**PROBLEM TO WORK ON**
Among the lines below, count those with "cannot". Give only the number.

**Stored data entries**
· · ·

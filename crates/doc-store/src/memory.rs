use std::collections::BTreeMap;
use std::sync::Arc;
use std::sync::atomic::{AtomicUsize, Ordering};

use async_trait::async_trait;
use tokio::sync::RwLock;

use crate::{
    Document, DocumentKey, DocumentQuery, Result, StoreError, Version, WriteBatch, WriteOp,
    batch::validate_batch,
    store::{CommittedWrite, DocumentStore},
};

/// In-memory document store implementation for testing and local runs.
///
/// This implementation keeps every document in memory and provides the
/// same atomicity guarantees as the PostgreSQL implementation.
#[derive(Clone, Default)]
pub struct InMemoryDocumentStore {
    documents: Arc<RwLock<BTreeMap<DocumentKey, Document>>>,
    injected_conflicts: Arc<AtomicUsize>,
}

impl InMemoryDocumentStore {
    /// Creates a new empty in-memory store.
    pub fn new() -> Self {
        Self::default()
    }

    /// Makes the next `count` commits fail with a concurrency conflict,
    /// as if another client had written first.
    pub fn inject_conflicts(&self, count: usize) {
        self.injected_conflicts.store(count, Ordering::SeqCst);
    }

    /// Returns the total number of documents stored.
    pub async fn document_count(&self) -> usize {
        self.documents.read().await.len()
    }

    /// Returns the number of documents in one collection.
    pub async fn collection_len(&self, collection: &str) -> usize {
        self.documents
            .read()
            .await
            .keys()
            .filter(|k| k.collection == collection)
            .count()
    }

    /// Clears all documents.
    pub async fn clear(&self) {
        self.documents.write().await.clear();
    }

    fn take_injected_conflict(&self) -> bool {
        self.injected_conflicts
            .fetch_update(Ordering::SeqCst, Ordering::SeqCst, |n| n.checked_sub(1))
            .is_ok()
    }
}

#[async_trait]
impl DocumentStore for InMemoryDocumentStore {
    async fn get(&self, key: &DocumentKey) -> Result<Option<Document>> {
        Ok(self.documents.read().await.get(key).cloned())
    }

    async fn query(&self, query: DocumentQuery) -> Result<Vec<Document>> {
        let documents = self.documents.read().await;
        let matching = documents
            .values()
            .filter(|d| query.matches(d))
            .skip(query.offset.unwrap_or(0));

        let results = match query.limit {
            Some(limit) => matching.take(limit).cloned().collect(),
            None => matching.cloned().collect(),
        };
        Ok(results)
    }

    async fn commit(&self, batch: WriteBatch) -> Result<Vec<CommittedWrite>> {
        validate_batch(&batch)?;

        let mut documents = self.documents.write().await;

        if self.take_injected_conflict()
            && let Some(op) = batch.ops().first()
        {
            let actual = documents
                .get(op.key())
                .map(|d| d.version)
                .unwrap_or(Version::initial());
            return Err(StoreError::ConcurrencyConflict {
                key: op.key().clone(),
                expected: op.precondition(),
                actual,
            });
        }

        // Check every precondition before applying anything
        for op in batch.ops() {
            let current = documents.get(op.key()).map(|d| d.version);
            if !op.precondition().holds(current) {
                metrics::counter!("doc_store_conflicts_total").increment(1);
                return Err(StoreError::ConcurrencyConflict {
                    key: op.key().clone(),
                    expected: op.precondition(),
                    actual: current.unwrap_or(Version::initial()),
                });
            }
        }

        let mut written = Vec::with_capacity(batch.len());
        for op in batch.into_ops() {
            match op {
                WriteOp::Put { key, body, .. } => {
                    let version = documents
                        .get(&key)
                        .map(|d| d.version.next())
                        .unwrap_or(Version::first());
                    documents.insert(key.clone(), Document::new(key.clone(), version, body));
                    written.push(CommittedWrite { key, version });
                }
                WriteOp::Delete { key, .. } => {
                    documents.remove(&key);
                    written.push(CommittedWrite {
                        key,
                        version: Version::initial(),
                    });
                }
                WriteOp::Check { .. } => {}
            }
        }

        Ok(written)
    }
}
//! Growth record promotion endpoint.

use std::sync::Arc;

use axum::Json;
use axum::extract::{Path, State};
use axum::http::StatusCode;
use doc_store::DocumentStore;
use ledger::CatalogItem;
use ledger::normalize::coerce_quantity;
use serde::Deserialize;
use serde_json::Value;

use super::AppState;
use super::catalog::request_price;
use crate::error::ApiError;

#[derive(Debug, Deserialize)]
pub struct PromoteRequest {
    pub quantity: Value,
    pub unit_price_cents: Option<i64>,
    #[serde(default)]
    pub unit_price: Value,
}

/// POST /growth/{record_id}/promote: move a grown plant into inventory.
#[tracing::instrument(skip(state, req))]
pub async fn promote<S: DocumentStore + Clone + 'static>(
    State(state): State<Arc<AppState<S>>>,
    Path(record_id): Path<String>,
    Json(req): Json<PromoteRequest>,
) -> Result<(StatusCode, Json<CatalogItem>), ApiError> {
    let quantity = coerce_quantity(&req.quantity)
        .map_err(|e| ApiError::BadRequest(format!("quantity: {e}")))?;
    let unit_price = request_price(req.unit_price_cents, &req.unit_price)?;

    let item = state
        .ledger
        .catalog
        .promote_plant(&record_id, quantity, unit_price)
        .await?;
    Ok((StatusCode::CREATED, Json(item)))
}
//! Prometheus metrics endpoint.

use axum::extract::State;
use axum::http::StatusCode;
use axum::response::IntoResponse;
use metrics_exporter_prometheus::PrometheusHandle;

/// GET /metrics: Prometheus text exposition of the ledger and store metrics.
pub async fn get(State(handle): State<PrometheusHandle>) -> impl IntoResponse {
    (
        StatusCode::OK,
        [(
            axum::http::header::CONTENT_TYPE,
            "text/plain; version=0.0.4; charset=utf-8",
        )],
        handle.render(),
    )
}
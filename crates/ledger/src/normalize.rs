//! Normalization of stored documents into typed entities.
//!
//! Documents written by form inputs carry numbers as strings, names under
//! several legacy fields and missing optional fields. All of that is settled
//! here, once, on read; the rest of the crate only sees typed values and
//! writes canonical field names.

use doc_store::Document;
use serde::{Deserialize, Deserializer};
use serde_json::{Map, Value};

use crate::catalog::CatalogItem;
use crate::error::{LedgerError, Result};
use crate::money::Money;
use crate::pipeline::Pipeline;

/// Name used when a document carries none.
pub const UNKNOWN_NAME: &str = "Unknown";

/// Coerces a JSON number or numeric string into a non-negative integer.
///
/// `null` and blank strings count as zero.
pub fn coerce_count(value: &Value) -> std::result::Result<u64, String> {
    match value {
        Value::Null => Ok(0),
        Value::Number(n) => {
            if let Some(u) = n.as_u64() {
                Ok(u)
            } else if let Some(f) = n.as_f64()
                && f >= 0.0
                && f.fract() == 0.0
                && f <= u64::MAX as f64
            {
                Ok(f as u64)
            } else {
                Err(format!("{n} is not a non-negative whole number"))
            }
        }
        Value::String(s) if s.trim().is_empty() => Ok(0),
        Value::String(s) => s
            .trim()
            .parse::<u64>()
            .map_err(|_| format!("\"{s}\" is not a non-negative whole number")),
        other => Err(format!("expected a number, found {other}")),
    }
}

/// Coerces a value into a `u32` quantity.
pub fn coerce_quantity(value: &Value) -> std::result::Result<u32, String> {
    let count = coerce_count(value)?;
    u32::try_from(count).map_err(|_| format!("quantity {count} is out of range"))
}

/// Coerces a price written in major units (number or string) into cents.
pub fn coerce_money(value: &Value) -> std::result::Result<Money, String> {
    match value {
        Value::Null => Ok(Money::zero()),
        Value::String(s) if s.trim().is_empty() => Ok(Money::zero()),
        Value::Number(n) => {
            Money::parse_major(&n.to_string()).ok_or_else(|| format!("{n} is not a price"))
        }
        Value::String(s) => Money::parse_major(s).ok_or_else(|| format!("\"{s}\" is not a price")),
        other => Err(format!("expected a price, found {other}")),
    }
}

/// Serde adapter accepting a quantity as a number or numeric string.
pub fn quantity<'de, D: Deserializer<'de>>(deserializer: D) -> std::result::Result<u32, D::Error> {
    let value = Value::deserialize(deserializer)?;
    coerce_quantity(&value).map_err(serde::de::Error::custom)
}

/// Serde adapter accepting a counter as a number or numeric string.
pub fn count<'de, D: Deserializer<'de>>(deserializer: D) -> std::result::Result<u64, D::Error> {
    let value = Value::deserialize(deserializer)?;
    coerce_count(&value).map_err(serde::de::Error::custom)
}

/// Returns the first non-blank name, or [`UNKNOWN_NAME`].
pub fn display_name<'a>(candidates: impl IntoIterator<Item = Option<&'a str>>) -> String {
    candidates
        .into_iter()
        .flatten()
        .map(str::trim)
        .find(|s| !s.is_empty())
        .unwrap_or(UNKNOWN_NAME)
        .to_string()
}

/// Catalog document as it may appear in storage.
#[derive(Debug, Deserialize)]
struct RawCatalogItem {
    // Consumed so the body id never leaks into metadata; the key is authoritative.
    #[serde(default)]
    #[allow(dead_code)]
    id: Option<Value>,
    #[serde(default)]
    name: Option<String>,
    #[serde(default)]
    common_name: Option<String>,
    #[serde(default)]
    unit_price_cents: Option<i64>,
    #[serde(default)]
    unit_price: Option<Value>,
    #[serde(default)]
    price: Option<Value>,
    #[serde(default)]
    quantity: Option<Value>,
    #[serde(default)]
    category: Option<String>,
    #[serde(flatten)]
    metadata: Map<String, Value>,
}

/// Normalizes a catalog document into a [`CatalogItem`].
pub fn catalog_item(pipeline: Pipeline, document: &Document) -> Result<CatalogItem> {
    let invalid = |reason: String| LedgerError::InvalidDocument {
        key: document.key.clone(),
        reason,
    };

    let raw: RawCatalogItem =
        serde_json::from_value(document.body.clone()).map_err(|e| invalid(e.to_string()))?;

    let unit_price = match raw.unit_price_cents {
        Some(cents) => Money::from_cents(cents),
        None => coerce_money(raw.unit_price.as_ref().or(raw.price.as_ref()).unwrap_or(&Value::Null))
            .map_err(invalid)?,
    };
    if unit_price.is_negative() {
        return Err(invalid(format!("negative price {unit_price}")));
    }

    let quantity_on_hand = coerce_quantity(raw.quantity.as_ref().unwrap_or(&Value::Null))
        .map_err(|e| invalid(format!("quantity: {e}")))?;

    let category = raw
        .category
        .filter(|c| !c.trim().is_empty())
        .unwrap_or_else(|| pipeline.default_category().to_string());

    Ok(CatalogItem {
        id: document.id().into(),
        name: display_name([raw.name.as_deref(), raw.common_name.as_deref()]),
        unit_price,
        quantity_on_hand,
        category,
        metadata: raw.metadata,
    })
}

/// Display details of the buyer, resolved from `user_data` when an order is confirmed.
#[derive(Debug, Clone, PartialEq, Eq, Default)]
pub struct BuyerProfile {
    pub display_name: String,
    pub address: String,
}

#[derive(Debug, Default, Deserialize)]
struct RawProfile {
    #[serde(default)]
    name: Option<String>,
    #[serde(default)]
    display_name: Option<String>,
    #[serde(default)]
    full_name: Option<String>,
    #[serde(default)]
    address: Option<String>,
}

impl BuyerProfile {
    /// Profile used when the actor has no `user_data` document.
    pub fn unknown() -> Self {
        Self {
            display_name: UNKNOWN_NAME.to_string(),
            address: String::new(),
        }
    }

    /// Normalizes a `user_data` document; unreadable fields fall back to defaults.
    pub fn from_document(document: &Document) -> Self {
        let raw: RawProfile = serde_json::from_value(document.body.clone()).unwrap_or_default();
        Self {
            display_name: display_name([
                raw.name.as_deref(),
                raw.display_name.as_deref(),
                raw.full_name.as_deref(),
            ]),
            address: raw.address.unwrap_or_default().trim().to_string(),
        }
    }
}
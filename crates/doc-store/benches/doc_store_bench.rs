use criterion::{Criterion, criterion_group, criterion_main};
use doc_store::{
    DocumentKey, DocumentQuery, DocumentStore, DocumentStoreExt, InMemoryDocumentStore,
    Precondition, WriteBatch,
};
use serde_json::json;

fn bench_single_put(c: &mut Criterion) {
    let rt = tokio::runtime::Runtime::new().unwrap();
    let store = InMemoryDocumentStore::new();
    let key = DocumentKey::new("inventory", "bench");

    c.bench_function("doc_store/put_unchecked", |b| {
        b.iter(|| {
            rt.block_on(async {
                store
                    .put_unchecked(key.clone(), &json!({"quantity": 10}))
                    .await
                    .unwrap();
            });
        });
    });
}

fn bench_versioned_batch(c: &mut Criterion) {
    let rt = tokio::runtime::Runtime::new().unwrap();
    let store = InMemoryDocumentStore::new();
    let stock = DocumentKey::new("inventory", "bench");
    rt.block_on(async {
        store
            .put_unchecked(stock.clone(), &json!({"quantity": 0}))
            .await
            .unwrap();
    });

    c.bench_function("doc_store/compare_and_set_batch", |b| {
        b.iter(|| {
            rt.block_on(async {
                let current = store.get(&stock).await.unwrap().unwrap();
                let batch = WriteBatch::new()
                    .put(
                        stock.clone(),
                        &json!({"quantity": 1}),
                        Precondition::Version(current.version),
                    )
                    .unwrap()
                    .check(DocumentKey::new("user_data", "u1"), Precondition::Any);
                store.commit(batch).await.unwrap();
            });
        });
    });
}

fn bench_query(c: &mut Criterion) {
    let rt = tokio::runtime::Runtime::new().unwrap();
    let store = InMemoryDocumentStore::new();
    rt.block_on(async {
        for i in 0..1000 {
            let owner = format!("u{}", i % 10);
            store
                .put_unchecked(
                    DocumentKey::new("cart", format!("line-{i}")),
                    &json!({"owner_id": owner, "quantity": 1}),
                )
                .await
                .unwrap();
        }
    });

    c.bench_function("doc_store/query_1000_filter_owner", |b| {
        b.iter(|| {
            rt.block_on(async {
                let docs = store
                    .query(DocumentQuery::collection("cart").field_eq("owner_id", "u3"))
                    .await
                    .unwrap();
                assert_eq!(docs.len(), 100);
            });
        });
    });
}

criterion_group!(benches, bench_single_put, bench_versioned_batch, bench_query);
criterion_main!(benches);
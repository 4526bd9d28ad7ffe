//! Ledger error types.

use common::{ActorId, ItemId, OrderId};
use doc_store::{DocumentKey, StoreError};
use thiserror::Error;

use crate::order::OrderStatus;

/// Errors that can occur during ledger operations.
#[derive(Debug, Error)]
pub enum LedgerError {
    /// A referenced catalog item, cart line, order or growth record is absent.
    #[error("{kind} not found: {id}")]
    NotFound { kind: &'static str, id: String },

    /// Not enough stock to reserve the requested quantity.
    #[error("Out of stock: {item_id} has {available} available, {requested} requested")]
    OutOfStock {
        item_id: ItemId,
        requested: u32,
        available: u32,
    },

    /// A stock change would leave the quantity on hand negative or out of range.
    #[error("Insufficient stock: {item_id} has {on_hand} on hand, cannot apply {delta}")]
    InsufficientStock {
        item_id: ItemId,
        on_hand: u32,
        delta: i64,
    },

    /// The actor's cart already holds a line for this item.
    #[error("Item {item_id} is already in the cart of {owner_id}")]
    DuplicateLine { owner_id: ActorId, item_id: ItemId },

    /// The order state machine does not allow this transition.
    #[error("Invalid transition: cannot {action} order {order_id} from {current} state")]
    InvalidTransition {
        order_id: OrderId,
        current: OrderStatus,
        action: &'static str,
    },

    /// The order has already reached a terminal state.
    #[error("Order {order_id} is already {status}")]
    AlreadyTerminal {
        order_id: OrderId,
        status: OrderStatus,
    },

    /// Checkout was requested for a cart with no lines.
    #[error("Cart of {owner_id} is empty")]
    EmptyCart { owner_id: ActorId },

    /// A quantity argument is out of range.
    #[error("Invalid quantity: {quantity} (must be greater than 0)")]
    InvalidQuantity { quantity: u32 },

    /// A field of a request is missing or out of range.
    #[error("Invalid input: {0}")]
    InvalidInput(String),

    /// Concurrent writers kept winning until the retry budget ran out.
    #[error("Transaction conflict: gave up after {attempts} attempts")]
    TransactionConflict { attempts: u32 },

    /// A stored document could not be normalized.
    #[error("Invalid document {key}: {reason}")]
    InvalidDocument { key: DocumentKey, reason: String },

    /// An error occurred in the document store.
    #[error("Store error: {0}")]
    Store(#[from] StoreError),

    /// Serialization error.
    #[error("Serialization error: {0}")]
    Serialization(#[from] serde_json::Error),
}

impl LedgerError {
    pub(crate) fn not_found(kind: &'static str, id: impl ToString) -> Self {
        LedgerError::NotFound {
            kind,
            id: id.to_string(),
        }
    }

    /// Returns true if the error came from losing an optimistic concurrency race.
    pub fn is_conflict(&self) -> bool {
        matches!(self, LedgerError::Store(e) if e.is_conflict())
    }
}

/// Result type for ledger operations.
pub type Result<T> = std::result::Result<T, LedgerError>;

· · ·

**RESULT OF THE EXERCISE**
2